■ **PROBLEM STATEMENT**
Could you return all of the records exactly as they stand?

■ **EXCERPTED DATA**
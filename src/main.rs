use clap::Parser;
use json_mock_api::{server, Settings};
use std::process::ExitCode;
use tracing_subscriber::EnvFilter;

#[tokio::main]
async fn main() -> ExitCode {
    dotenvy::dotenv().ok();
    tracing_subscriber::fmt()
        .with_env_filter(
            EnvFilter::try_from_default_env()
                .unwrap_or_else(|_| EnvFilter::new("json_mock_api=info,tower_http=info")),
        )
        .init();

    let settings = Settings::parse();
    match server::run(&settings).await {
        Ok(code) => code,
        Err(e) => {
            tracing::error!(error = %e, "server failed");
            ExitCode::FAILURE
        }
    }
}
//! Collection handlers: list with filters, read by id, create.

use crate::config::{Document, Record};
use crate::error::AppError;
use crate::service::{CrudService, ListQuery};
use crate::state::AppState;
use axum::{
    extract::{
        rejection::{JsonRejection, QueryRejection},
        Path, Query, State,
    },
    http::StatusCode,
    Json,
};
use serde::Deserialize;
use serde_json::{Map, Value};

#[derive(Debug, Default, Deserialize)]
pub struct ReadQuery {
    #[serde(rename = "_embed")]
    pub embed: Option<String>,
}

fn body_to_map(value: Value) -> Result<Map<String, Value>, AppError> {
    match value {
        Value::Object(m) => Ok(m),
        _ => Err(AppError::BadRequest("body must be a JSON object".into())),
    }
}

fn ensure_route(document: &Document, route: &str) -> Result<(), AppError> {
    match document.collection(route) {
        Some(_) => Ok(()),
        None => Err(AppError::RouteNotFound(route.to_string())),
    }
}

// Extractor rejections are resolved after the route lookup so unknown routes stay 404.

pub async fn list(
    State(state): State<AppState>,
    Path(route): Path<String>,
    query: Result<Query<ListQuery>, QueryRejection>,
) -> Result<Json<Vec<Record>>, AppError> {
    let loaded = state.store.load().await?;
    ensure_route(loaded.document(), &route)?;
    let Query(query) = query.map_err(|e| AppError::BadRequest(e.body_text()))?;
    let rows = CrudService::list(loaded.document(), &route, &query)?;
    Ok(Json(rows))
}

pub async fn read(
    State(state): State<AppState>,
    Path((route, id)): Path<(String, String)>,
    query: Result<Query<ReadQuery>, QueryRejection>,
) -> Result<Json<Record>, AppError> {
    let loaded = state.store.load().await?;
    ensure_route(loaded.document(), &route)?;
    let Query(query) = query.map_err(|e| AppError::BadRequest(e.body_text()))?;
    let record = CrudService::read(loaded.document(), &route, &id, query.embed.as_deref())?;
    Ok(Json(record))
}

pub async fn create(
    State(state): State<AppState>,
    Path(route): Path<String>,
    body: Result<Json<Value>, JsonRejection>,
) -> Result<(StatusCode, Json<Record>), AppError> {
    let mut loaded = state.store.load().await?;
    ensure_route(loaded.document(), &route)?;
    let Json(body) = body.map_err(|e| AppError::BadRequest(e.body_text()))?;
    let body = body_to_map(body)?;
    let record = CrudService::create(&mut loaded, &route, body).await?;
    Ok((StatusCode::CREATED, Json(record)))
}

■ **RESPONSE BELOW**
filename src/main.rs
use clap::Parser;
use json_mock_api::{server, Settings};
use std::process::ExitCode;
use tracing_subscriber::EnvFilter;

#[tokio::main]
async fn main() -> ExitCode {
    dotenvy::dotenv().ok();
    tracing_subscriber::fmt()
        .with_env_filter(
            EnvFilter::try_from_default_env()
                .unwrap_or_else(|_| EnvFilter::new("json_mock_api=info,tower_http=info")),
        )
        .init();

    let settings = Settings::parse();
    match server::run(&settings).await {
        Ok(code) => code,
        Err(e) => {
            tracing::error!(error = %e, "server failed");
            ExitCode::FAILURE
        }
    }
}
//! Collection handlers: list with filters, read by id, create.

use crate::config::{Document, Record};
use crate::error::AppError;
use crate::service::{CrudService, ListQuery};
use crate::state::AppState;
use axum::{
    extract::{
        rejection::{JsonRejection, QueryRejection},
        Path, Query, State,
    },
    http::StatusCode,
    Json,
};
use serde::Deserialize;
use serde_json::{Map, Value};

#[derive(Debug, Default, Deserialize)]
pub struct ReadQuery {
    #[serde(rename = "_embed")]
    pub embed: Option<String>,
}

fn body_to_map(value: Value) -> Result<Map<String, Value>, AppError> {
    match value {
        Value::Object(m) => Ok(m),
        _ => Err(AppError::BadRequest("body must be a JSON object".into())),
    }
}

fn ensure_route(document: &Document, route: &str) -> Result<(), AppError> {
    match document.collection(route) {
        Some(_) => Ok(()),
        None => Err(AppError::RouteNotFound(route.to_string())),
    }
}

// Extractor rejections are resolved after the route lookup so unknown routes stay 404.

pub async fn list(
    State(state): State<AppState>,
    Path(route): Path<String>,
    query: Result<Query<ListQuery>, QueryRejection>,
) -> Result<Json<Vec<Record>>, AppError> {
    let loaded = state.store.load().await?;
    ensure_route(loaded.document(), &route)?;
    let Query(query) = query.map_err(|e| AppError::BadRequest(e.body_text()))?;
    let rows = CrudService::list(loaded.document(), &route, &query)?;
    Ok(Json(rows))
}

pub async fn read(
    State(state): State<AppState>,
    Path((route, id)): Path<(String, String)>,
    query: Result<Query<ReadQuery>, QueryRejection>,
) -> Result<Json<Record>, AppError> {
    let loaded = state.store.load().await?;
    ensure_route(loaded.document(), &route)?;
    let Query(query) = query.map_err(|e| AppError::BadRequest(e.body_text()))?;
    let record = CrudService::read(loaded.document(), &route, &id, query.embed.as_deref())?;
    Ok(Json(record))
}

pub async fn create(
    State(state): State<AppState>,
    Path(route): Path<String>,
    body: Result<Json<Value>, JsonRejection>,
) -> Result<(StatusCode, Json<Record>), AppError> {
    let mut loaded = state.store.load().await?;
    ensure_route(loaded.document(), &route)?;
    let Json(body) = body.map_err(|e| AppError::BadRequest(e.body_text()))?;
    let body = body_to_map(body)?;
    let record = CrudService::create(&mut loaded, &route, body).await?;
    Ok((StatusCode::CREATED, Json(record)))
}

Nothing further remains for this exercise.